Breaking PC Gamer's Highest Review Scores Of 2025
If you're looking for something a little more niche than Battlefield 6, there are some lesser-known bangers among this year's 89%+ scores.
The most notable thing about this year's list of PC Gamer's highest review scores is what doesn't appear on it. Many of the games that are in the running for one of our Game of the Year awards aren't represented, including Elden Ring Nightreign, Battlefield 6, Europa Universalis 5, Arc Raiders, and Clair Obscur: Expedition 33.
Those games all received favorable scores by our standards, just not quite favorable enough to pass the bar I've set here, which is 89%-and-up. Clair Obscur received what was probably our most controversial score of the year at 70%—still a recommendation for the French RPG, though not the shining praise it got elsewhere. (Including from some of PCG's other writers.)

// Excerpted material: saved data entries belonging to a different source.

//! Record data structure for unified dataset representation

use serde_json::{Map, Number, Value};
use std::collections::HashSet;

/// Raw cell texts that are read as missing values
pub const DEFAULT_NA_VALUES: &[&str] = &[
    "", "#N/A", "#N/A N/A", "#NA", "-1.#IND", "-1.#QNAN", "-NaN", "-nan", "1.#IND", "1.#QNAN",
    "<NA>", "N/A", "NA", "NULL", "NaN", "None", "n/a", "nan", "null",
];

/// Set of raw tokens classified as missing
#[derive(Debug, Clone)]
pub struct NaValues {
    tokens: HashSet<String>,
}

impl NaValues {
    pub fn new<I, S>(tokens: I) -> Self
    where
        I: IntoIterator<Item = S>,
        S: Into<String>,
    {
        let mut tokens: HashSet<String> = tokens.into_iter().map(Into::into).collect();
        // An empty cell is always missing.
        tokens.insert(String::new());
        Self { tokens }
    }

    pub fn contains(&self, raw: &str) -> bool {
        self.tokens.contains(raw)
    }
}

impl Default for NaValues {
    fn default() -> Self {
        Self::new(DEFAULT_NA_VALUES.iter().copied())
    }
}

/// A single cell, classified on read. Every variant keeps the raw text so the
/// cell is written back exactly as it was read.
#[derive(Debug, Clone, PartialEq, Eq)]
pub enum Cell {
    Missing(String),
    Number(String),
    Text(String),
}

impl Cell {
    /// Classify a raw field
    pub fn parse(raw: String, na: &NaValues) -> Self {
        if na.contains(&raw) {
            Cell::Missing(raw)
        } else if looks_numeric(&raw) {
            Cell::Number(raw)
        } else {
            Cell::Text(raw)
        }
    }

    /// The raw field as read from the file
    pub fn raw(&self) -> &str {
        match self {
            Cell::Missing(raw) | Cell::Number(raw) | Cell::Text(raw) => raw,
        }
    }

    /// Textual representation of the value, or `None` for a missing cell
    pub fn text(&self) -> Option<&str> {
        match self {
            Cell::Missing(_) => None,
            Cell::Number(raw) | Cell::Text(raw) => Some(raw),
        }
    }

    pub fn is_missing(&self) -> bool {
        matches!(self, Cell::Missing(_))
    }

    /// JSON view used for inspection output
    pub fn to_json(&self) -> Value {
        match self {
            Cell::Missing(_) => Value::Null,
            Cell::Number(raw) => {
                let trimmed = raw.trim();
                if let Ok(i) = trimmed.parse::<i64>() {
                    Value::Number(i.into())
                } else {
                    trimmed
                        .parse::<f64>()
                        .ok()
                        .and_then(Number::from_f64)
                        .map(Value::Number)
                        .unwrap_or_else(|| Value::String(raw.clone()))
                }
            }
            Cell::Text(raw) => Value::String(raw.clone()),
        }
    }
}

fn looks_numeric(raw: &str) -> bool {
    let trimmed = raw.trim();
    if trimmed.is_empty() {
        return false;
    }
    trimmed.parse::<i64>().is_ok() || trimmed.parse::<f64>().is_ok()
}

/// A single record from a dataset
#[derive(Debug, Clone, PartialEq, Eq)]
pub struct Record {
    /// Cells in header order
    pub cells: Vec<Cell>,
    /// Line of the source file the record started on
    pub source_line: u64,
}

impl Record {
    /// Create a new record
    pub fn new(cells: Vec<Cell>, source_line: u64) -> Self {
        Self { cells, source_line }
    }

    /// Build a record from raw fields, classifying each one
    pub fn from_raw<I, S>(fields: I, na: &NaValues, source_line: u64) -> Self
    where
        I: IntoIterator<Item = S>,
        S: Into<String>,
    {
        let cells = fields
            .into_iter()
            .map(|f| Cell::parse(f.into(), na))
            .collect();
        Self::new(cells, source_line)
    }

    pub fn get(&self, index: usize) -> Option<&Cell> {
        self.cells.get(index)
    }

    pub fn len(&self) -> usize {
        self.cells.len()
    }

    pub fn is_empty(&self) -> bool {
        self.cells.is_empty()
    }

    pub fn iter(&self) -> impl Iterator<Item = &Cell> {
        self.cells.iter()
    }

    /// Raw fields, ready to be written out
    pub fn raw_fields(&self) -> impl Iterator<Item = &str> {
        self.cells.iter().map(Cell::raw)
    }

    /// JSON object view keyed by column name.
    ///
    /// Repeated column names keep the first value.
    pub fn to_json(&self, headers: &[String]) -> Value {
        let mut map = Map::new();
        for (name, cell) in headers.iter().zip(self.iter()) {
            if !map.contains_key(name) {
                map.insert(name.clone(), cell.to_json());
            }
        }
        Value::Object(map)
    }
}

Reviews aren't a measure of popularity or an attempt to arrive at the average opinion, so I don't consider these notable absences a bug. There's a lot to appreciate about the two most-played new games right now, Battlefield 6 (82%) and Arc Raiders (86%), but to get a really high score, a game has to inspire an individual reviewer to go out on a limb and champion it, perhaps even pushing back on editors whose responsibility it is to ask, "OK, but is it actually a 92%?"
As 2025 draws to a close, the overall impression I'm left with is one of quiet competence. There were boundary-pushing games this year, but games like Battlefield 6, Silksong, Avowed, Europa Universalis 5, and Hades 2 strike me as the result of people who know how to make good games just doing their thing with admirable focus. Excelling at the fundamentals can take you a long way, although out of those examples, only Silksong made it to this list.
PC Gamer's highest review scores of 2025 follow below. Head to our review section to see all of our recent reviews, and for a preview of what's ahead, check out our 2026 videogame release date calendar.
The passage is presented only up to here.